[Items listed in a dataset]
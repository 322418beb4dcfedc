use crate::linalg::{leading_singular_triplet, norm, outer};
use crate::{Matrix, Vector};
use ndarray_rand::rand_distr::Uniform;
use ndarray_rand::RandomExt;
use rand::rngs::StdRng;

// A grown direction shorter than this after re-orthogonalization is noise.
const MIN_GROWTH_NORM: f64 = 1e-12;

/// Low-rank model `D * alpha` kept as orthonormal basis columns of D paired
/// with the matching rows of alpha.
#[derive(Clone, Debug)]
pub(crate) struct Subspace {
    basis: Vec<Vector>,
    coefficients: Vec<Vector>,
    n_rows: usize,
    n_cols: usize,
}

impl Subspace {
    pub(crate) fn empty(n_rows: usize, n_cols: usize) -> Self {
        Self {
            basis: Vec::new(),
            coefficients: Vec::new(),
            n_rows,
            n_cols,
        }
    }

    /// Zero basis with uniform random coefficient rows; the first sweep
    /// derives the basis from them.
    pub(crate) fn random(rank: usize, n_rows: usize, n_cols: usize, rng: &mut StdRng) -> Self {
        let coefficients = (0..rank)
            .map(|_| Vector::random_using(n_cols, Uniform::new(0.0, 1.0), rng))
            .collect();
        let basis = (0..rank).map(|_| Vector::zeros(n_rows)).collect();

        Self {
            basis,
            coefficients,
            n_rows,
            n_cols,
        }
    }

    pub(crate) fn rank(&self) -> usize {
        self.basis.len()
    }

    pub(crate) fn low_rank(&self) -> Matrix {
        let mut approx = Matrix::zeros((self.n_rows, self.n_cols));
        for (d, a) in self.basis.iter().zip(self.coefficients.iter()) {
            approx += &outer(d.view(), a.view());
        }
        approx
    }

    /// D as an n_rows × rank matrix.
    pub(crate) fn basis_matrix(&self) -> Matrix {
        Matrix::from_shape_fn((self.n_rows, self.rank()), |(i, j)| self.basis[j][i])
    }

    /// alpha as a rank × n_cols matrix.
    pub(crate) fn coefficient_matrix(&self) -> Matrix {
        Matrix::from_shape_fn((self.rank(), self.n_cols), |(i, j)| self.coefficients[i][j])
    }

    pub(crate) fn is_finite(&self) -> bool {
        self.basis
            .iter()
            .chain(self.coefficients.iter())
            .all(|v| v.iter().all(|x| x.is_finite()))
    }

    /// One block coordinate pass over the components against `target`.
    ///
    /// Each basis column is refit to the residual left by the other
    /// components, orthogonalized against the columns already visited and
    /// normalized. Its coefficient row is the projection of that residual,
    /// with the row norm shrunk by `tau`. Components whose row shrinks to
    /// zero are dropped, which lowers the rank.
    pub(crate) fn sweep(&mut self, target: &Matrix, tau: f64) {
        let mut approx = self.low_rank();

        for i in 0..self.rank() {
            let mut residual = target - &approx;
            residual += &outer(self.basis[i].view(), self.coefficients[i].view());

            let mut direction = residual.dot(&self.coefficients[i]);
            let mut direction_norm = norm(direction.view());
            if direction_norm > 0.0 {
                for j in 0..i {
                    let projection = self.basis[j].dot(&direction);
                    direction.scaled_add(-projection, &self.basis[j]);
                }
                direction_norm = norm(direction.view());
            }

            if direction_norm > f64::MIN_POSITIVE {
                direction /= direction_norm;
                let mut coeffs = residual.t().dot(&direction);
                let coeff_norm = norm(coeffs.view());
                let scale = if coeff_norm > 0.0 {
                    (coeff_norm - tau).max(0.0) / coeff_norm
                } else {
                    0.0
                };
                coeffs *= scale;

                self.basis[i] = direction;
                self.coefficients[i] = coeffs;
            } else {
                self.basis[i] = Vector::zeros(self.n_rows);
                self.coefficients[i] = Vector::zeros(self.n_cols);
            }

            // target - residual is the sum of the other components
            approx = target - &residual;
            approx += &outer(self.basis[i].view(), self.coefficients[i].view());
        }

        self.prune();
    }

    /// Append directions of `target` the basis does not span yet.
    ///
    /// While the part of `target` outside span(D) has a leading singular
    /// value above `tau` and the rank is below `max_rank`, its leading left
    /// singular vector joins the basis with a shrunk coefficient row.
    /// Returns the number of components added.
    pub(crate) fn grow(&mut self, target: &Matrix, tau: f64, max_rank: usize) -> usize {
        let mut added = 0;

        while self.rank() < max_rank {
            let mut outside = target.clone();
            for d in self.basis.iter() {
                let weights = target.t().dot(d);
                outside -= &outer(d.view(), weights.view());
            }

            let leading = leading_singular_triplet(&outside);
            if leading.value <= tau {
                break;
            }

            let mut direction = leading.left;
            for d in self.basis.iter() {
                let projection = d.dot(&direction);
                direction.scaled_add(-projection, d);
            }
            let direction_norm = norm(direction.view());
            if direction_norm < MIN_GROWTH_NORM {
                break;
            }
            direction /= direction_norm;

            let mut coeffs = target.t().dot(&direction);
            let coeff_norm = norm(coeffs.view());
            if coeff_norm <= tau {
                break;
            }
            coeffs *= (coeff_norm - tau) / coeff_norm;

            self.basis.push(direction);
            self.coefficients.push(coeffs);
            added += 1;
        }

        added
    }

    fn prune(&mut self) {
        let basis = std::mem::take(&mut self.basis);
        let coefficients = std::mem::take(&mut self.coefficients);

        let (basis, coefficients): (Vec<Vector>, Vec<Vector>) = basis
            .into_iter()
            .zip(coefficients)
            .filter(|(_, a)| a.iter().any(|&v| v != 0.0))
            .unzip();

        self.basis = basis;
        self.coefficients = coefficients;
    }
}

...

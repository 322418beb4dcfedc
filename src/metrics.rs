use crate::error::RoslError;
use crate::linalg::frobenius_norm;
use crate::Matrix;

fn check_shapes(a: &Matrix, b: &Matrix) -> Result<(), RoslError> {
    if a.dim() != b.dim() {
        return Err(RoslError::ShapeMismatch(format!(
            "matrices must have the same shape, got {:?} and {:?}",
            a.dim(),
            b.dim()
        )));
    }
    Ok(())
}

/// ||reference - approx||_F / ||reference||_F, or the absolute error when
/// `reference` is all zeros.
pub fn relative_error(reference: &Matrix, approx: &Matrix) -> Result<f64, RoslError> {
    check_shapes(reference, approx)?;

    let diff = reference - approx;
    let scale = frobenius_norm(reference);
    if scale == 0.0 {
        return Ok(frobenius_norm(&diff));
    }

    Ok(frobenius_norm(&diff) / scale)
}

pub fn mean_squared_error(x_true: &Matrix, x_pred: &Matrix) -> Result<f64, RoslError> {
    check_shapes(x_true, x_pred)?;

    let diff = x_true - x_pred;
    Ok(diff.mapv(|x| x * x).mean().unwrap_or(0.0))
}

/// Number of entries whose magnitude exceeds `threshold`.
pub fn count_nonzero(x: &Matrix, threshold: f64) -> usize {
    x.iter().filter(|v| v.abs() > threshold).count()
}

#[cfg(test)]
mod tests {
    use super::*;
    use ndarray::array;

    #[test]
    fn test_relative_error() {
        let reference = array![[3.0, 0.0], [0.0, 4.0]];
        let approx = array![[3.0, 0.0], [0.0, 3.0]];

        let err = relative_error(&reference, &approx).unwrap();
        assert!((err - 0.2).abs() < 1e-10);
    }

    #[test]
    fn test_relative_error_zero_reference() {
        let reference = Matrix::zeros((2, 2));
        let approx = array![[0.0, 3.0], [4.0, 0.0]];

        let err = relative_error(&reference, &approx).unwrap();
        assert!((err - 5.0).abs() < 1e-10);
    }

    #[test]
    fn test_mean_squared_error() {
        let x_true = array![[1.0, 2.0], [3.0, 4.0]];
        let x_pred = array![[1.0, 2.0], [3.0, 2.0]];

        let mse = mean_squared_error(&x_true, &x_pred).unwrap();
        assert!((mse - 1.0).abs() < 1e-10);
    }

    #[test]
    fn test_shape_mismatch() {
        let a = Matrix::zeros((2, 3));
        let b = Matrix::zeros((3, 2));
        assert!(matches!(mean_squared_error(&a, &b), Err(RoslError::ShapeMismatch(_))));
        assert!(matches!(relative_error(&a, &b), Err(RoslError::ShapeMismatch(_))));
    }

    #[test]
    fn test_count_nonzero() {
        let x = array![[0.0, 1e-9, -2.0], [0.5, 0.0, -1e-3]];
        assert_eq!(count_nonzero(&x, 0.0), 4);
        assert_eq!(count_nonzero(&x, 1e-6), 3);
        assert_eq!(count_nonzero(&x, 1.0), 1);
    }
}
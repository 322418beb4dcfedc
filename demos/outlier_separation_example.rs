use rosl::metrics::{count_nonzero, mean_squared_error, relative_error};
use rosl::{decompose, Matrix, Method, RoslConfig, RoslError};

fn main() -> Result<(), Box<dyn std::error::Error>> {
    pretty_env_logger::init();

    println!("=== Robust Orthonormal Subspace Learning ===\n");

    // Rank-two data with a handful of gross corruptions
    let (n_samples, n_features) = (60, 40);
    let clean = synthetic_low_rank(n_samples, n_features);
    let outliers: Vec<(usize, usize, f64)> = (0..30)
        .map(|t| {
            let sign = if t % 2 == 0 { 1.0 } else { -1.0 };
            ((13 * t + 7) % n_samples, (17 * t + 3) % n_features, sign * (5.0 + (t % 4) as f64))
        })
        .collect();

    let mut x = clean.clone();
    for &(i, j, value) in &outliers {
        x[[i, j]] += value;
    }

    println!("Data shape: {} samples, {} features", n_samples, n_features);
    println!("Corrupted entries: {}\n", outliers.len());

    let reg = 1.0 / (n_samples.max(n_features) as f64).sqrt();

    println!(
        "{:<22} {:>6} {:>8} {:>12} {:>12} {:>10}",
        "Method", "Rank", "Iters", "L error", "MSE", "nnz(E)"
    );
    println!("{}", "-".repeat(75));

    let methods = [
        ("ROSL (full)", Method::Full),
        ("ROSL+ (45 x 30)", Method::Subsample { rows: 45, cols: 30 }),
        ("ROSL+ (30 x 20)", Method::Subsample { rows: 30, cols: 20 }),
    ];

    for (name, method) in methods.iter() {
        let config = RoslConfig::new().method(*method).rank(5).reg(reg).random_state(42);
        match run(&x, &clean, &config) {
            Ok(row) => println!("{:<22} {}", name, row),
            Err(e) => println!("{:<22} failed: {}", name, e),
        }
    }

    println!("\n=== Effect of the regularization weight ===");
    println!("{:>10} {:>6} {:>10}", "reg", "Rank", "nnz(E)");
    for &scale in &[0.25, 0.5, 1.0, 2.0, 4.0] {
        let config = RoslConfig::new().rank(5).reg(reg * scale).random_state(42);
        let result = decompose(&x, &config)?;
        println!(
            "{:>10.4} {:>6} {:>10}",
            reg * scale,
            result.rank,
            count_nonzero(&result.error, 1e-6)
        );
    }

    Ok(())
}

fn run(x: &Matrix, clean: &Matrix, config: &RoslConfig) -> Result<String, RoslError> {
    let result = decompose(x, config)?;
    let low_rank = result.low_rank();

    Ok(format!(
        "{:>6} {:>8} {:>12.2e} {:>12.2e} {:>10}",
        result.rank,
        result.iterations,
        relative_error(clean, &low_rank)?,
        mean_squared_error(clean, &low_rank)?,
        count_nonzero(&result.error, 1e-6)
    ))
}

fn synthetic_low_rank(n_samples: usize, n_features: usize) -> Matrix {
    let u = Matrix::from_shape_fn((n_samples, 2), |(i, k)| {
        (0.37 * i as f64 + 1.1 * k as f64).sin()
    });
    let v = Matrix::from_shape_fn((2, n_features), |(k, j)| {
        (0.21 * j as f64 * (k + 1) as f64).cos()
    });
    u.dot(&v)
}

* * *

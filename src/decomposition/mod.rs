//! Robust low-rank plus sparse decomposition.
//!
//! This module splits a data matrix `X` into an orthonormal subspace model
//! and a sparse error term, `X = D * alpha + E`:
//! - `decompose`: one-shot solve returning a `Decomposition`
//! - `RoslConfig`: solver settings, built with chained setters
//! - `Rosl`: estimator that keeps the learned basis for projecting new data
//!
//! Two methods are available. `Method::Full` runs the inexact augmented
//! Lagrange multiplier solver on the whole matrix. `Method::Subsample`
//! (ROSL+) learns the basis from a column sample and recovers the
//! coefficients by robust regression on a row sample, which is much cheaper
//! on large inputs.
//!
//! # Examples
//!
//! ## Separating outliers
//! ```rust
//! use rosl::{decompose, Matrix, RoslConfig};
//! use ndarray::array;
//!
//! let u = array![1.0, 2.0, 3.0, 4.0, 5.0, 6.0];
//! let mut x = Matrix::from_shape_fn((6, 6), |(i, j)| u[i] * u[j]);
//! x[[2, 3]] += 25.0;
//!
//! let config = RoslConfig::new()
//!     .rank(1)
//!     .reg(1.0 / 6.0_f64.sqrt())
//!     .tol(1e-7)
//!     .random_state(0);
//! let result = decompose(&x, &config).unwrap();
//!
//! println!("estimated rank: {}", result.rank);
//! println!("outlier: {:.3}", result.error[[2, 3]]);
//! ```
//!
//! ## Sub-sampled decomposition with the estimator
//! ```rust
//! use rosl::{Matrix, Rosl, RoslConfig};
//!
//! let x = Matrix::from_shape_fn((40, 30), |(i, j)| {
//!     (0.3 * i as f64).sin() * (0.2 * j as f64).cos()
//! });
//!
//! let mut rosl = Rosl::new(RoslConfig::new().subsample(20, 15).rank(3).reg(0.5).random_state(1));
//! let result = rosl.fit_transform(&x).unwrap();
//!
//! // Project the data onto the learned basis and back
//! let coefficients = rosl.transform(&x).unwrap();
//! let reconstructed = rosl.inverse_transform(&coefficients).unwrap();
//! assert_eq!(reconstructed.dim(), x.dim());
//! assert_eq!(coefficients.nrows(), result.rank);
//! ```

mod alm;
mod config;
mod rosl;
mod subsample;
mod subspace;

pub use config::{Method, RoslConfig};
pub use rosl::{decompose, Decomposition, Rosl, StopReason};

EXERCISE REQUIREMENTS: Apply a filter for "estimator" to the entries and show each line that passes.

RESPONSE BOX:
//! - `Rosl`: estimator that keeps the learned basis for projecting new data
//! ## Sub-sampled decomposition with the estimator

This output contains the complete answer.